■ Information supplied ■

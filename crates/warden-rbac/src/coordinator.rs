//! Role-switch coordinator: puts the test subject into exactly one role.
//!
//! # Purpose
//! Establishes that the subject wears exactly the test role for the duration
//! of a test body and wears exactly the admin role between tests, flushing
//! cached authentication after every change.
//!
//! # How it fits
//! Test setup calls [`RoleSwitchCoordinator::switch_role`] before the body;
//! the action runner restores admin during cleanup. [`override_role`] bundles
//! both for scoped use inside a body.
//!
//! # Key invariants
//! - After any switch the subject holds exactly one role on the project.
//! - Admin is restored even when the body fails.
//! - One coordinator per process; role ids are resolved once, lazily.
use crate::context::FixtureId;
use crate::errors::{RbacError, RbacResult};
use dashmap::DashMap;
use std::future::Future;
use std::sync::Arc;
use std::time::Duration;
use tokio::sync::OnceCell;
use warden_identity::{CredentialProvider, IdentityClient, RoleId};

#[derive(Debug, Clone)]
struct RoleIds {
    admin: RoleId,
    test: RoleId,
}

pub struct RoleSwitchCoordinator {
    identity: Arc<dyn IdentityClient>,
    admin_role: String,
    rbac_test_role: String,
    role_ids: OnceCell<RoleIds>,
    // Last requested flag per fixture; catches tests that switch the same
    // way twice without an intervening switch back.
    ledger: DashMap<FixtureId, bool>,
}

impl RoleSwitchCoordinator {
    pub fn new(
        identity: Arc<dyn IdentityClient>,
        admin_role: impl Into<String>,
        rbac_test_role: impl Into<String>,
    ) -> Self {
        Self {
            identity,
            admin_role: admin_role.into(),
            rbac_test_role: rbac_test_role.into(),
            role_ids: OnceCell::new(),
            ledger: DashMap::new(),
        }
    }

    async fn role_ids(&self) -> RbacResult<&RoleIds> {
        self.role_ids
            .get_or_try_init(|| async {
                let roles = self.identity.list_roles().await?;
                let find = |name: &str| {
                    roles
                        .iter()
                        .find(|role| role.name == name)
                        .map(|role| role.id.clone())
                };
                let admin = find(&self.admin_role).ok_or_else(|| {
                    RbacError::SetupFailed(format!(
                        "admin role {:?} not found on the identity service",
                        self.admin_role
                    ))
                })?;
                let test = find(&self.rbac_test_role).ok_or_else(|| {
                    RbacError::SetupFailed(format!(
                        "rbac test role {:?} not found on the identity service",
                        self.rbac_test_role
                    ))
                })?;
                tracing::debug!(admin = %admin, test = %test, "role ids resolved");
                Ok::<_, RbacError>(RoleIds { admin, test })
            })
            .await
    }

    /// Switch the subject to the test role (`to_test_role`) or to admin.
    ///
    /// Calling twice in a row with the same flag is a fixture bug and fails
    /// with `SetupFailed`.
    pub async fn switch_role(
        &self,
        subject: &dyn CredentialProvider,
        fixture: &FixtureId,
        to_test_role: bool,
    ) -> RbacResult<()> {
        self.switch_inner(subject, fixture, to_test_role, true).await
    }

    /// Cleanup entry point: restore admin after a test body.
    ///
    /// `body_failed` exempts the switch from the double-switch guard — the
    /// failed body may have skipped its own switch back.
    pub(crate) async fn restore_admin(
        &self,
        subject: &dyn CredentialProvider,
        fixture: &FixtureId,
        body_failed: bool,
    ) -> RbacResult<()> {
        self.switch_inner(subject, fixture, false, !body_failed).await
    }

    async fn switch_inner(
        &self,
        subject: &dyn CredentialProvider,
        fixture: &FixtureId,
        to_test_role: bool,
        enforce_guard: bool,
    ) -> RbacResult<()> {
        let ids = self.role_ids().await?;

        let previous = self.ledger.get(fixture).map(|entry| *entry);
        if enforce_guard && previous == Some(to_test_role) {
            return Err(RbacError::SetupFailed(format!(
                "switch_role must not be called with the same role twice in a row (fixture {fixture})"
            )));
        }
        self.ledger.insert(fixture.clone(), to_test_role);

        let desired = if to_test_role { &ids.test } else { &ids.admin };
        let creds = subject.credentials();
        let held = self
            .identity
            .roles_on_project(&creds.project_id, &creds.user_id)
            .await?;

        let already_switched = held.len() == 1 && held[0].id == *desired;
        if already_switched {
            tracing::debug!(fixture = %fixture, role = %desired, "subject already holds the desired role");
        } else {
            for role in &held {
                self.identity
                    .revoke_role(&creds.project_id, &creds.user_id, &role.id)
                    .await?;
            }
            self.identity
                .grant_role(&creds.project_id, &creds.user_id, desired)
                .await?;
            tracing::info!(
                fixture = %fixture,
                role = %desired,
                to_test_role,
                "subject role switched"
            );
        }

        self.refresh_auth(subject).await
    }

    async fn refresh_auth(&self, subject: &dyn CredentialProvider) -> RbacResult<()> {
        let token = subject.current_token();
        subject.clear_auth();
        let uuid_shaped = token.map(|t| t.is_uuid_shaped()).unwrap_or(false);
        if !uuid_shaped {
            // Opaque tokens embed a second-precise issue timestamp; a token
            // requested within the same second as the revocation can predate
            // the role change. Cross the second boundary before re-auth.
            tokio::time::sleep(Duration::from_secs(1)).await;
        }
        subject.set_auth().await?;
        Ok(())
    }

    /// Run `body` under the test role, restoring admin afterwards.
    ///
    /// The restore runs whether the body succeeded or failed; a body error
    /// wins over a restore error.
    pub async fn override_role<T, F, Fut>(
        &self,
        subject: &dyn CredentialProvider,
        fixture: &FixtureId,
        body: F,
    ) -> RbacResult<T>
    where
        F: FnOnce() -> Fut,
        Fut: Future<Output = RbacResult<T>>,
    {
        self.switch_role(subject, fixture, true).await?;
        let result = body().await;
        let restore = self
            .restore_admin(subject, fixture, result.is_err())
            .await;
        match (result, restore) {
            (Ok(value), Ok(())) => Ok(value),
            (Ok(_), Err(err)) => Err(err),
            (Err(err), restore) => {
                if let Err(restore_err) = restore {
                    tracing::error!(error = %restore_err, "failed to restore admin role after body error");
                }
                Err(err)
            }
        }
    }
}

...

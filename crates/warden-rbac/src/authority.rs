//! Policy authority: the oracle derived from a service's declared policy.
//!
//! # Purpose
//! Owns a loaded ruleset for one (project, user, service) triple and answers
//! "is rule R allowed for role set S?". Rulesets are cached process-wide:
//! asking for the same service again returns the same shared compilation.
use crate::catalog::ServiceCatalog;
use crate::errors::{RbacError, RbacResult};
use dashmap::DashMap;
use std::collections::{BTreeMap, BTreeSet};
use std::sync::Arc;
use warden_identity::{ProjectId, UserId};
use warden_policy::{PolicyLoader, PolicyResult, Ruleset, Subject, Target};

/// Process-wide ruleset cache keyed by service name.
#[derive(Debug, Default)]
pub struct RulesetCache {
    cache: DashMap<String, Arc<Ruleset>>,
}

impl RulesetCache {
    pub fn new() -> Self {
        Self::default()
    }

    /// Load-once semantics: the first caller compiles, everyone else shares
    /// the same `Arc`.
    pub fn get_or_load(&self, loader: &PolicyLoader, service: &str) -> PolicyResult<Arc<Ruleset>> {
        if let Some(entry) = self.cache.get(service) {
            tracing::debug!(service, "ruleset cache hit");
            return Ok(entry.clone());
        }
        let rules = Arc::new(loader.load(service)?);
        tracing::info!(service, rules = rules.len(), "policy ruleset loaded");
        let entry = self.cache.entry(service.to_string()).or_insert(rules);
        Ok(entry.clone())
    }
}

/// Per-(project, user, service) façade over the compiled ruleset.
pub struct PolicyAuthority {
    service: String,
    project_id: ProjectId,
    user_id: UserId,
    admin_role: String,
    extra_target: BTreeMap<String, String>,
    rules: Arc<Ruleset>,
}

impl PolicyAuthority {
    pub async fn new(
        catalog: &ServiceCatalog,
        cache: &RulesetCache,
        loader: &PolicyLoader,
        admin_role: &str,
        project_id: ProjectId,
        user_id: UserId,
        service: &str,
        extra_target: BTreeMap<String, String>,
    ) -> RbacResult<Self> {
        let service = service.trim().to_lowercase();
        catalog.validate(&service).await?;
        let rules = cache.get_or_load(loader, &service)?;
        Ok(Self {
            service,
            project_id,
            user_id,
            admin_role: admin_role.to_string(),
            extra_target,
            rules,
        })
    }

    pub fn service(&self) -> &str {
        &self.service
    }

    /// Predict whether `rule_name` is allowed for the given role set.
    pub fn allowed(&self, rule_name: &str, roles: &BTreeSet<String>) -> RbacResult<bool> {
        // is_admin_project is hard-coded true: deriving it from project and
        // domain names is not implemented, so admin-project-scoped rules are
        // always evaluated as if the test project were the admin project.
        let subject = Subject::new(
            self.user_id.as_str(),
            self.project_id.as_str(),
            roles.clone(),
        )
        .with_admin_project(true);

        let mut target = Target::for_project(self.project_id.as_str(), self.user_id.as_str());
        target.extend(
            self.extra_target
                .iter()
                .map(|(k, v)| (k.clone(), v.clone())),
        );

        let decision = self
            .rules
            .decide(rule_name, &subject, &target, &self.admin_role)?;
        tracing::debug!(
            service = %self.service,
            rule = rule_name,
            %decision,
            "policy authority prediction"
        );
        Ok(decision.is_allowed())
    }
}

■ Task requirements ■
An exact, complete copy of the lines above from the one with "filename crates/warden-rbac/src/coordinator.rs" through the one with "let admin = find(&self.admin_role).ok_or_else(||" is the whole answer.

■ Exercise output ■
filename crates/warden-rbac/src/coordinator.rs
//! Role-switch coordinator: puts the test subject into exactly one role.
//!
//! # Purpose
//! Establishes that the subject wears exactly the test role for the duration
//! of a test body and wears exactly the admin role between tests, flushing
//! cached authentication after every change.
//!
//! # How it fits
//! Test setup calls [`RoleSwitchCoordinator::switch_role`] before the body;
//! the action runner restores admin during cleanup. [`override_role`] bundles
//! both for scoped use inside a body.
//!
//! # Key invariants
//! - After any switch the subject holds exactly one role on the project.
//! - Admin is restored even when the body fails.
//! - One coordinator per process; role ids are resolved once, lazily.
use crate::context::FixtureId;
use crate::errors::{RbacError, RbacResult};
use dashmap::DashMap;
use std::future::Future;
use std::sync::Arc;
use std::time::Duration;
use tokio::sync::OnceCell;
use warden_identity::{CredentialProvider, IdentityClient, RoleId};

#[derive(Debug, Clone)]
struct RoleIds {
    admin: RoleId,
    test: RoleId,
}

pub struct RoleSwitchCoordinator {
    identity: Arc<dyn IdentityClient>,
    admin_role: String,
    rbac_test_role: String,
    role_ids: OnceCell<RoleIds>,
    // Last requested flag per fixture; catches tests that switch the same
    // way twice without an intervening switch back.
    ledger: DashMap<FixtureId, bool>,
}

impl RoleSwitchCoordinator {
    pub fn new(
        identity: Arc<dyn IdentityClient>,
        admin_role: impl Into<String>,
        rbac_test_role: impl Into<String>,
    ) -> Self {
        Self {
            identity,
            admin_role: admin_role.into(),
            rbac_test_role: rbac_test_role.into(),
            role_ids: OnceCell::new(),
            ledger: DashMap::new(),
        }
    }

    async fn role_ids(&self) -> RbacResult<&RoleIds> {
        self.role_ids
            .get_or_try_init(|| async {
                let roles = self.identity.list_roles().await?;
                let find = |name: &str| {
                    roles
                        .iter()
                        .find(|role| role.name == name)
                        .map(|role| role.id.clone())
                };
                let admin = find(&self.admin_role).ok_or_else(|| {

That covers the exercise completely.